Copertina del libro “L’eredità umana e scientifica di Mario Bussagli”

Il volume raccoglie trentaquattro contributi a firma di colleghi, allievi e amici del professor Bussagli, che affiancano ricordi personali e aneddoti alla discussione delle più recenti tendenze degli studi archeologici e storico-artistici di cui si è occupato per decenni Mario Bussagli. In particolare studi legati a fenomeni artistici dell’India e dell’Asia Centrale e particolarmente all’arte del Gandhāra, aree d’elezione nelle ricerche bussagliane, si accompagnano – negli Atti che si presentano – all’interesse per il Tibet e agli influssi orientalistici nell’arte occidentale.

Il ritratto dell’orientalista Mario Bussagli accanto a una scultura dell’arte del Gandhara (foto muciv)

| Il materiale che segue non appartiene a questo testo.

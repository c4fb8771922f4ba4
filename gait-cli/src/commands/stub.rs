// gait-cli/src/commands/stub.rs
// ============================================================================
// Module: Stub Command Group
// Description: `gait demo`, `gait doctor`, `gait voice {token,pack}`.
// Purpose: These surfaces are explicitly out of core scope (argument
// parsing/help text/config-file loading/doctor diagnostics per `spec.md`
// §1, and the voice-framework adapters are a separate integration this
// crate does not own). Each returns a clear environment/input error rather
// than silently no-opping, so the exit-code contract in §6 stays truthful.
// Dependencies: clap
// ============================================================================

use clap::Subcommand;

use crate::CliError;
use crate::CliResult;

/// `gait voice` subcommands.
#[derive(Subcommand, Debug)]
pub enum VoiceCommand {
    /// Mints a voice-framework session token.
    Token,
    /// Builds a voice-session evidence pack.
    Pack,
}

/// `gait demo` is not implemented by this deployment shape.
///
/// # Errors
///
/// Always returns [`CliError::Usage`].
pub fn command_demo() -> CliResult<std::process::ExitCode> {
    Err(CliError::Usage("gait demo is out of core scope; use gait gate eval against a sample intent and policy instead".to_string()))
}

/// `gait doctor` is not implemented by this deployment shape.
///
/// # Errors
///
/// Always returns [`CliError::Usage`].
pub fn command_doctor() -> CliResult<std::process::ExitCode> {
    Err(CliError::Usage("gait doctor is out of core scope; this build ships no environment diagnostics".to_string()))
}

/// `gait voice` is not implemented by this deployment shape.
///
/// # Errors
///
/// Always returns [`CliError::Usage`].
pub fn command_voice(command: VoiceCommand) -> CliResult<std::process::ExitCode> {
    let surface = match command {
        VoiceCommand::Token => "voice token",
        VoiceCommand::Pack => "voice pack",
    };
    Err(CliError::Usage(format!("gait {surface} is out of core scope; this build ships no voice-framework adapter")))
}
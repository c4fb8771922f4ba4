// gait-core/src/lib.rs
// ============================================================================
// Module: Gait Core Library
// Description: Public API surface for the Gait core primitives.
// Purpose: Expose canonical JSON, digesting, signing, deterministic ZIP,
// filesystem utilities, identifiers, time, and the shared error taxonomy.
// Dependencies: crate::{canonical, error, fsutil, hashing, identifiers,
// signing, time, zip}
// ============================================================================

//! ## Overview
//! Gait core provides the leaf primitives every other Gait crate builds on:
//! RFC 8785 JSON canonicalization, SHA-256/Ed25519 digesting and signing, a
//! deterministic ZIP codec, and filesystem utilities with atomic writes,
//! locked appends, and path-traversal guards. Nothing in this crate reads
//! wall-clock time, touches the network, or makes a policy decision; it is
//! pure with respect to its inputs.

// ============================================================================
// SECTION: Modules
// ============================================================================

pub mod canonical;
pub mod error;
pub mod fsutil;
pub mod hashing;
pub mod identifiers;
pub mod signing;
pub mod time;
pub mod zip;

// ============================================================================
// SECTION: Re-Exports
// ============================================================================

pub use canonical::CanonicalError;
pub use canonical::canonical_json_bytes;
pub use error::ErrorCategory;
pub use error::GaitError;
pub use fsutil::FsError;
pub use fsutil::RootedDir;
pub use fsutil::append_line_locked;
pub use fsutil::write_file_atomic;
pub use hashing::DEFAULT_HASH_ALGORITHM;
pub use hashing::HashAlgorithm;
pub use hashing::HashDigest;
pub use hashing::digest_hex;
pub use hashing::hash_canonical_json;
pub use identifiers::CheckpointId;
pub use identifiers::EventId;
pub use identifiers::Identity;
pub use identifiers::JobId;
pub use identifiers::PackId;
pub use identifiers::ReasonCode;
pub use identifiers::RunId;
pub use identifiers::TokenId;
pub use identifiers::ToolName;
pub use identifiers::TraceId;
pub use signing::KeyMode;
pub use signing::PrivateKey;
pub use signing::PublicKey;
pub use signing::Signature;
pub use signing::SigningError;
pub use signing::resolve_key_mode;
pub use time::Timestamp;
pub use time::TimestampError;
pub use zip::ZipEntry;
pub use zip::ZipError;
pub use zip::ZipWriter;
pub use zip::read_entries;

Mario Bussagli si formò presso la Scuola Orientale della Sapienza come allievo di Giuseppe Tucci, per divenire poi, dalla fine degli anni Cinquanta, ordinario della Cattedra di Storia dell’Arte dell’India e dell’Asia Centrale. Studioso di fama internazionale, egli “[…] seppe come pochi unire al rigore della ricerca scientifica un raro garbo di divulgatore. Senese di origine, la parlata toscana gli prestò un’innata facilità di parola e di scrittura, che rendono le sue opere, anche quelle più astruse, di lettura facile e piacevole. I suoi interessi spaziarono dall’arte dei Kushana, dell’India e della Cina fino alla natia Siena, nella cui arte e cultura seppe individuare influssi e motivi di origine orientale, rimasti finora inosservati. L’entusiasmo che Mario Bussagli seppe sempre infondere ai suoi discepoli, non rimase senza frutto e non pochi sono i suoi allievi e allieve che continuano, in cattedra, la tradizione da lui iniziata. […]” (Raniero Gnoli, in Le Grandi Scuole della Sapienza, Roma 1994).